Riapre la scuola in Sicilia con 12.000 alunni in meno

Riapre la scuola in Sicilia con 12.000 alunni in meno

Ci sono 12.000 alunni in meno rispetto allo scorso anno. L’inizio dell’anno scolastico che si apre in Sicilia porta numeri negativi perché gli alunni sono 715.503 secondo i dati forniti dall’Ufficio scolastico regionale. Il calo demografico continua e non bastano gli ingressi dei figli delle coppie immigrate. In Sicilia è stato necessario tagliare 127 classi, accorpare istituti per raggiungere la quota minima dei 600 alunni e mantenere l’autonomia. Sono scomparse 19 istituzioni scolastiche: erano 850 fino a qualche mese fa, adesso sono 831. Tra queste ci sono 47 istituti sottodimensionati, che non avranno quindi un preside ma verranno “governati” da un reggente. Negli iblei è successo per esempio a Modica, dove l’elementare Giacomo Albo è stata accorpata alla Giovanni XXIII perché entrambi gli istituti potessero mantenere la propria identità.

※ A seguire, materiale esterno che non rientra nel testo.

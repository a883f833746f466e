// Copyright (c) 2025 Soumyadip Sarkar.
// All rights reserved.
//
// This source code is licensed under the license found in the
// LICENSE file in the root directory of this source tree.

use crate::ledger::{SqliteLedger, TransactionFilter};
use crate::models::{NewTransaction, Transaction, TransactionPatch, TxType, User};
use crate::utils::{fmt_money, maybe_print_json, parse_datetime, parse_decimal, pretty_table};
use anyhow::Result;
use chrono::Local;
use rusqlite::Connection;

pub fn handle(conn: &Connection, user: &User, m: &clap::ArgMatches) -> Result<()> {
    match m.subcommand() {
        Some(("add", sub)) => add(conn, user, sub)?,
        Some(("list", sub)) => list(conn, user, sub)?,
        Some(("show", sub)) => show(conn, user, sub)?,
        Some(("update", sub)) => update(conn, user, sub)?,
        Some(("rm", sub)) => remove(conn, user, sub)?,
        Some(("summary", sub)) => summary(conn, user, sub)?,
        _ => {}
    }
    Ok(())
}

fn opt_str(sub: &clap::ArgMatches, id: &str) -> Option<String> {
    sub.get_one::<String>(id).map(|s| s.trim().to_string())
}

fn add(conn: &Connection, user: &User, sub: &clap::ArgMatches) -> Result<()> {
    let amount = parse_decimal(sub.get_one::<String>("amount").unwrap())?;
    let tx_type: TxType = sub.get_one::<String>("type").unwrap().parse()?;
    let category = sub.get_one::<String>("category").unwrap().trim().to_string();
    let description = opt_str(sub, "description").filter(|d| !d.is_empty());
    let date = match sub.get_one::<String>("date") {
        Some(d) => parse_datetime(d)?,
        None => Local::now().naive_local(),
    };

    let tx = SqliteLedger::new(conn).insert(
        user.id,
        &NewTransaction {
            amount,
            tx_type,
            category,
            description,
            date,
        },
    )?;
    println!(
        "Recorded {} {} #{} in '{}' on {}",
        tx.tx_type,
        fmt_money(&tx.amount),
        tx.id,
        tx.category,
        tx.date.format("%Y-%m-%d")
    );
    Ok(())
}

pub fn query_rows(conn: &Connection, user: &User, sub: &clap::ArgMatches) -> Result<Vec<Transaction>> {
    let tx_type = match sub.get_one::<String>("type") {
        Some(t) => Some(t.parse::<TxType>()?),
        None => None,
    };
    let filter = TransactionFilter {
        tx_type,
        category: opt_str(sub, "category"),
        skip: *sub.get_one::<usize>("skip").unwrap_or(&0),
        limit: sub.get_one::<u16>("limit").map(|l| *l as usize).unwrap_or(100),
    };
    Ok(SqliteLedger::new(conn).list(user.id, &filter)?)
}

fn rows_for_table(data: &[Transaction]) -> Vec<Vec<String>> {
    data.iter()
        .map(|t| {
            vec![
                t.id.to_string(),
                t.date.format("%Y-%m-%d %H:%M").to_string(),
                t.tx_type.to_string(),
                fmt_money(&t.amount),
                t.category.clone(),
                t.description.clone().unwrap_or_default(),
            ]
        })
        .collect()
}

const HEADERS: [&str; 6] = ["ID", "Date", "Type", "Amount", "Category", "Description"];

fn list(conn: &Connection, user: &User, sub: &clap::ArgMatches) -> Result<()> {
    let data = query_rows(conn, user, sub)?;
    if !maybe_print_json(sub.get_flag("json"), sub.get_flag("jsonl"), &data)? {
        println!("{}", pretty_table(&HEADERS, rows_for_table(&data)));
    }
    Ok(())
}

fn show(conn: &Connection, user: &User, sub: &clap::ArgMatches) -> Result<()> {
    let id = *sub.get_one::<i64>("id").unwrap();
    let tx = SqliteLedger::new(conn).get(user.id, id)?;
    if !maybe_print_json(sub.get_flag("json"), sub.get_flag("jsonl"), &tx)? {
        println!("{}", pretty_table(&HEADERS, rows_for_table(&[tx])));
    }
    Ok(())
}

pub fn patch_from(sub: &clap::ArgMatches) -> Result<TransactionPatch> {
    Ok(TransactionPatch {
        amount: sub
            .get_one::<String>("amount")
            .map(|s| parse_decimal(s))
            .transpose()?,
        tx_type: sub
            .get_one::<String>("type")
            .map(|s| s.parse::<TxType>())
            .transpose()?,
        category: opt_str(sub, "category"),
        description: opt_str(sub, "description"),
        date: sub
            .get_one::<String>("date")
            .map(|s| parse_datetime(s))
            .transpose()?,
    })
}

fn update(conn: &Connection, user: &User, sub: &clap::ArgMatches) -> Result<()> {
    let id = *sub.get_one::<i64>("id").unwrap();
    let patch = patch_from(sub)?;
    if patch.is_empty() {
        println!("Nothing to update for #{}", id);
        return Ok(());
    }
    let tx = SqliteLedger::new(conn).update(user.id, id, &patch)?;
    println!(
        "Updated #{}: {} {} in '{}'",
        tx.id,
        tx.tx_type,
        fmt_money(&tx.amount),
        tx.category
    );
    Ok(())
}

fn remove(conn: &Connection, user: &User, sub: &clap::ArgMatches) -> Result<()> {
    let id = *sub.get_one::<i64>("id").unwrap();
    SqliteLedger::new(conn).delete(user.id, id)?;
    println!("Removed transaction #{}", id);
    Ok(())
}

fn summary(conn: &Connection, user: &User, sub: &clap::ArgMatches) -> Result<()> {
    let s = SqliteLedger::new(conn).summary(user.id)?;
    if !maybe_print_json(sub.get_flag("json"), sub.get_flag("jsonl"), &s)? {
        let rows = vec![
            vec!["Total income".into(), fmt_money(&s.total_income)],
            vec!["Total expenses".into(), fmt_money(&s.total_expenses)],
            vec!["Net savings".into(), fmt_money(&s.net_savings)],
            vec!["Transactions".into(), s.transaction_count.to_string()],
        ];
        println!("{}", pretty_table(&["Metric", "Value"], rows));
    }
    Ok(())
}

Nel dettaglio dell’anno scolastico 2019-2020 spiccano i 5.478 alunni in meno della scuola Primaria (la vecchia Elementare), a conferma del fatto che sono proprio le giovani coppie con figli in età scolare ad essere le più penalizzate da un tessuto socio economico debole, dove manca il lavoro e i servizi lasciano a desiderare. Il tempo pieno resta una chimera. Con la beffa che si somma al danno: su 246 posti aggiuntivi per i docenti messi a disposizione dal Miur per il tempo pieno alla Primaria, più di un terzo, esattamente 96, sono stati restituiti al mittente. Il motivo? «Alcune scuole – spiega il ragusano Adriano Rizza, neo segretario regionale della Flc Cgil – non sono riuscite ad attivare il tempo pieno a causa sia delle poche iscrizioni sia del mancato accordo coi Comuni per avere locali idonei ad ospitare laboratori, mense e servizi di trasporto per gli alunni. Pur di salvare le cattedre i sindacati unitariamente avevano chiesto di potenziare il tempo pieno già attuato. La richiesta però non è stata accolta».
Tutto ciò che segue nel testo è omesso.